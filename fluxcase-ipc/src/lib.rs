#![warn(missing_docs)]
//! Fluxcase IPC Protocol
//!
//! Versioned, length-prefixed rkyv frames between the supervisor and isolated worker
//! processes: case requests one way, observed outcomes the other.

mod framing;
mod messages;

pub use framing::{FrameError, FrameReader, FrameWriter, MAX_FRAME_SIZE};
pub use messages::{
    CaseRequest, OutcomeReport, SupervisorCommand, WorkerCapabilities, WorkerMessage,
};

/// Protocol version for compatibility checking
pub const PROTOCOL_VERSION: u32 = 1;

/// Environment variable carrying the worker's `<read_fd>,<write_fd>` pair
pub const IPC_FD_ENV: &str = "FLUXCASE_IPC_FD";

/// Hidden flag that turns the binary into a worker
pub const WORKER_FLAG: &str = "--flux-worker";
+--
**WHAT IS NEEDED**
Using the material above, extract the line that contains "Fluxcase IPC Protocol" and every line after it, exactly as given; stop at the last line.

**COMPLETED EXERCISE**
//! Fluxcase IPC Protocol
//!
//! Versioned, length-prefixed rkyv frames between the supervisor and isolated worker
//! processes: case requests one way, observed outcomes the other.

mod framing;
mod messages;

pub use framing::{FrameError, FrameReader, FrameWriter, MAX_FRAME_SIZE};
pub use messages::{
    CaseRequest, OutcomeReport, SupervisorCommand, WorkerCapabilities, WorkerMessage,
};

/// Protocol version for compatibility checking
pub const PROTOCOL_VERSION: u32 = 1;

/// Environment variable carrying the worker's `<read_fd>,<write_fd>` pair
pub const IPC_FD_ENV: &str = "FLUXCASE_IPC_FD";

/// Hidden flag that turns the binary into a worker
pub const WORKER_FLAG: &str = "--flux-worker";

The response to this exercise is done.